El 28 de ese mes apareció, por primera vez en los fastos de la Capital, un avión de verdad y volando.
Fue El Telégrafo I, pilotado por el italiano Elia Liut, que antes había dado una singular emoción en Cuenca, tras un vuelo de fama iniciado en Guayaquil.
Fue toda una hazaña.
Todo fue singular. Nadie habló de otro tema. El presidente de la República, José Luis Tamayo, compartió la curiosidad y solemnizó varios actos.
Pero en medio del entusiasmo, dos ciudadanos mostraban gestos de rabia: Nicolás Espinosa y Pedro Saá.
Lo que pasa es que el perverso e inoportuno avión aterrizó en un campo contiguo a las propiedades de Espinosa y Saá. En el único sitio apropiado, pero...
Saá vio con mayor paciencia el paso entusiasta del público por entre los sembríos que heredó a su madre, doña Mariana Jaramillo de Saá.
Espinosa se enfureció.

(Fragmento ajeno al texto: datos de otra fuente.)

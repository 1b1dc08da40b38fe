//! Per-class interpolation weights, binned by training count. Each entry
//! lies in `[0, 1]` and weighs the specific-context estimate against the
//! back-off estimate from the level above, at a given trie depth. Loaded
//! from `<calc-name>.lambdas`.

use super::calc::CalcClass;
use std::collections::HashMap;

/// Count buckets, loosely Fibonacci-spaced the way the source's
/// `bucketLims` table widens at higher counts (sparse high-count contexts
/// need coarser binning to get enough lambda-estimation data).
const BUCKET_LIMITS: [f64; 13] = [
    0.0, 1.0, 2.0, 3.0, 5.0, 8.0, 13.0, 21.0, 34.0, 55.0, 89.0, 144.0, 233.0,
];

pub fn bucket(count: f64) -> usize {
    BUCKET_LIMITS
        .iter()
        .rposition(|&limit| count >= limit)
        .unwrap_or(0)
}

#[derive(Debug, Clone, Default)]
pub struct LambdaTable {
    /// `weights[depth][bucket]`
    weights: HashMap<usize, Vec<f64>>,
}

impl LambdaTable {
    pub fn get(&self, depth: usize, count: f64) -> f64 {
        let b = bucket(count);
        self.weights
            .get(&depth)
            .and_then(|row| row.get(b))
            .copied()
            .unwrap_or(0.5)
    }

    /// Parses `depth bucket lambda` lines.
    pub fn parse(text: &str) -> Result<LambdaTable, String> {
        let mut weights: HashMap<usize, Vec<f64>> = HashMap::new();
        for (lineno, line) in text.lines().enumerate() {
            let line = line.trim();
            if line.is_empty() || line.starts_with('#') {
                continue;
            }
            let mut fields = line.split_whitespace();
            let depth: usize = fields
                .next()
                .and_then(|s| s.parse().ok())
                .ok_or_else(|| format!("line {lineno}: missing depth"))?;
            let bucket_idx: usize = fields
                .next()
                .and_then(|s| s.parse().ok())
                .ok_or_else(|| format!("line {lineno}: missing bucket"))?;
            let lambda: f64 = fields
                .next()
                .and_then(|s| s.parse().ok())
                .ok_or_else(|| format!("line {lineno}: missing lambda"))?;
            if !(0.0..=1.0).contains(&lambda) {
                return Err(format!("line {lineno}: lambda {lambda} out of [0,1]"));
            }
            let row = weights.entry(depth).or_insert_with(|| vec![0.5; BUCKET_LIMITS.len()]);
            if bucket_idx >= row.len() {
                row.resize(bucket_idx + 1, 0.5);
            }
            row[bucket_idx] = lambda;
        }
        Ok(LambdaTable { weights })
    }
}

#[derive(Debug, Clone, Default)]
pub struct LambdaTables {
    by_class: HashMap<CalcClass, LambdaTable>,
}

impl LambdaTables {
    pub fn insert(&mut self, class: CalcClass, table: LambdaTable) {
        self.by_class.insert(class, table);
    }

    pub fn get(&self, class: CalcClass, depth: usize, count: f64) -> f64 {
        self.by_class
            .get(&class)
            .map(|t| t.get(depth, count))
            .unwrap_or(0.5)
    }
}

#[cfg(test)]
mod tests {
    use super::*;

    #[test]
    fn bucket_is_monotone_nondecreasing() {
        assert_eq!(bucket(0.0), 0);
        assert_eq!(bucket(1.0), 1);
        assert_eq!(bucket(300.0), 12);
        assert!(bucket(10.0) >= bucket(4.0));
    }

    #[test]
    fn parses_lambda_file() {
        let text = "0 0 0.2\n0 1 0.6\n1 0 0.9\n";
        let table = LambdaTable::parse(text).unwrap();
        assert_eq!(table.get(0, 0.0), 0.2);
        assert_eq!(table.get(0, 1.0), 0.6);
        assert_eq!(table.get(1, 0.0), 0.9);
    }

    #[test]
    fn rejects_out_of_range_lambda() {
        assert!(LambdaTable::parse("0 0 1.5\n").is_err());
    }
}
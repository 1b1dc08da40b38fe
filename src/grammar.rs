//! Structural grammar tables: which unary and binary rule expansions exist
//! at all (`nttCounts.txt`, `unitRules.txt`), and which child is the
//! syntactic head of a binary rule (`headInfo.txt`). These are the fixed
//! rule skeletons the smoothed model scores; they answer "is this
//! expansion legal" while `model::SmoothedModel` answers "how probable".

use crate::error::ConfigError;
use crate::symbol::SymbolId;
use std::collections::HashMap;
use std::path::Path;

#[derive(Debug, Clone, Copy, PartialEq, Eq)]
pub enum HeadSide {
    Left,
    Right,
}

#[derive(Debug, Clone, Default)]
pub struct Grammar {
    /// child -> parents reachable by a single unary expansion.
    unary: HashMap<SymbolId, Vec<SymbolId>>,
    /// (left child, right child) -> (parent, head side).
    binary: HashMap<(SymbolId, SymbolId), Vec<(SymbolId, HeadSide)>>,
    /// raw nonterminal occurrence counts, consulted only as a smoothing
    /// tie-breaker when two rules are otherwise equally probable.
    nt_counts: HashMap<SymbolId, f64>,
}

impl Grammar {
    pub fn load(dir: &Path) -> Result<Grammar, ConfigError> {
        let unit_rules = std::fs::read_to_string(dir.join("unitRules.txt"))
            .map_err(|_| ConfigError::MissingFile(dir.join("unitRules.txt")))?;
        let head_info = std::fs::read_to_string(dir.join("headInfo.txt"))
            .map_err(|_| ConfigError::MissingFile(dir.join("headInfo.txt")))?;
        let nt_counts_text = std::fs::read_to_string(dir.join("nttCounts.txt"))
            .map_err(|_| ConfigError::MissingFile(dir.join("nttCounts.txt")))?;
        Self::parse(&unit_rules, &head_info, &nt_counts_text, dir)
    }

    fn parse(
        unit_rules: &str,
        head_info: &str,
        nt_counts: &str,
        dir: &Path,
    ) -> Result<Grammar, ConfigError> {
        let mut unary: HashMap<SymbolId, Vec<SymbolId>> = HashMap::new();
        for (lineno, line) in unit_rules.lines().enumerate() {
            let line = line.trim();
            if line.is_empty() {
                continue;
            }
            let mut fields = line.split_whitespace();
            let bad = || ConfigError::CorruptFile {
                path: dir.join("unitRules.txt"),
                reason: format!("line {lineno}: expected '<parent> <child>'"),
            };
            let parent: SymbolId = fields.next().ok_or_else(bad)?.parse().map_err(|_| bad())?;
            let child: SymbolId = fields.next().ok_or_else(bad)?.parse().map_err(|_| bad())?;
            unary.entry(child).or_default().push(parent);
        }

        let mut binary: HashMap<(SymbolId, SymbolId), Vec<(SymbolId, HeadSide)>> = HashMap::new();
        for (lineno, line) in head_info.lines().enumerate() {
            let line = line.trim();
            if line.is_empty() {
                continue;
            }
            let mut fields = line.split_whitespace();
            let bad = || ConfigError::CorruptFile {
                path: dir.join("headInfo.txt"),
                reason: format!("line {lineno}: expected '<parent> <left> <right> <head-side>'"),
            };
            let parent: SymbolId = fields.next().ok_or_else(bad)?.parse().map_err(|_| bad())?;
            let left: SymbolId = fields.next().ok_or_else(bad)?.parse().map_err(|_| bad())?;
            let right: SymbolId = fields.next().ok_or_else(bad)?.parse().map_err(|_| bad())?;
            let side = match fields.next().ok_or_else(bad)? {
                "L" | "0" => HeadSide::Left,
                "R" | "1" => HeadSide::Right,
                _ => return Err(bad()),
            };
            binary.entry((left, right)).or_default().push((parent, side));
        }

        let mut counts = HashMap::new();
        for (lineno, line) in nt_counts.lines().enumerate() {
            let line = line.trim();
            if line.is_empty() {
                continue;
            }
            let mut fields = line.split_whitespace();
            let bad = || ConfigError::CorruptFile {
                path: dir.join("nttCounts.txt"),
                reason: format!("line {lineno}: expected '<symbol> <count>'"),
            };
            let sym: SymbolId = fields.next().ok_or_else(bad)?.parse().map_err(|_| bad())?;
            let count: f64 = fields.next().ok_or_else(bad)?.parse().map_err(|_| bad())?;
            counts.insert(sym, count);
        }

        Ok(Grammar {
            unary,
            binary,
            nt_counts: counts,
        })
    }

    pub fn unary_parents(&self, child: SymbolId) -> &[SymbolId] {
        self.unary.get(&child).map(Vec::as_slice).unwrap_or(&[])
    }

    pub fn binary_parents(&self, left: SymbolId, right: SymbolId) -> &[(SymbolId, HeadSide)] {
        self.binary
            .get(&(left, right))
            .map(Vec::as_slice)
            .unwrap_or(&[])
    }

    pub fn nt_count(&self, sym: SymbolId) -> f64 {
        self.nt_counts.get(&sym).copied().unwrap_or(0.0)
    }

    #[cfg(test)]
    pub fn for_test(unit_rules: &str, head_info: &str) -> Grammar {
        Grammar::parse(unit_rules, head_info, "", Path::new(".")).unwrap()
    }
}

#[cfg(test)]
mod tests {
    use super::*;

    #[test]
    fn parses_unary_and_binary_tables() {
        let unit = "2 3\n2 4\n";
        let head = "5 1 2 R\n6 2 1 L\n";
        let counts = "1 10\n2 20\n";
        let grammar = Grammar::parse(unit, head, counts, Path::new(".")).unwrap();
        assert_eq!(grammar.unary_parents(3), &[2]);
        assert_eq!(grammar.unary_parents(4), &[2]);
        assert_eq!(grammar.binary_parents(1, 2), &[(5, HeadSide::Right)]);
        assert_eq!(grammar.nt_count(2), 20.0);
    }

    #[test]
    fn rejects_unknown_head_side() {
        assert!(Grammar::parse("", "5 1 2 X\n", "", Path::new(".")).is_err());
    }
}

Su pérdida era mayor y concurrió hasta las autoridades pidiendo por lo menos algo de indemnización, aunque con poca suerte.
-¿Cómo hacen campo de aviación en los terrenos de nuestras haciendas...? -gritó Nicolás, sin encontrar respuesta.
El propio Elia Liut había escogido el sitio. Y, pese a las protestas, el pequeño avión de las altas hazañas siguió en su sitio, inmóvil y admirado, hasta el 9 de febrero de 1921.
El Señor Intendente
Fue un intendente a todo dar. Tanto que mereció más de una primera página de la prensa de la época. En todo caso, siempre mostró un rostro feliz y orgulloso al recorrer por las calles de Quito, mitad empedradas mitad de tierra.
Don Antonio Fil, funcionario de confianza del presidente Leonidas Plaza Gutiérrez. Su innovación al usar automóvil propio para los recorridos le dio mayor fama.
Paseó en su Ford por las calles y plazas de la ciudad. Estuvo en San Blas, Santo Domingo, San Francisco. Pasó por el puente de la calle Venezuela. Avanzó hasta El Ejido y saludó con los futbolistas de la época.
"Es un intendente motorizado...", decían con alguna admiración los quiteños.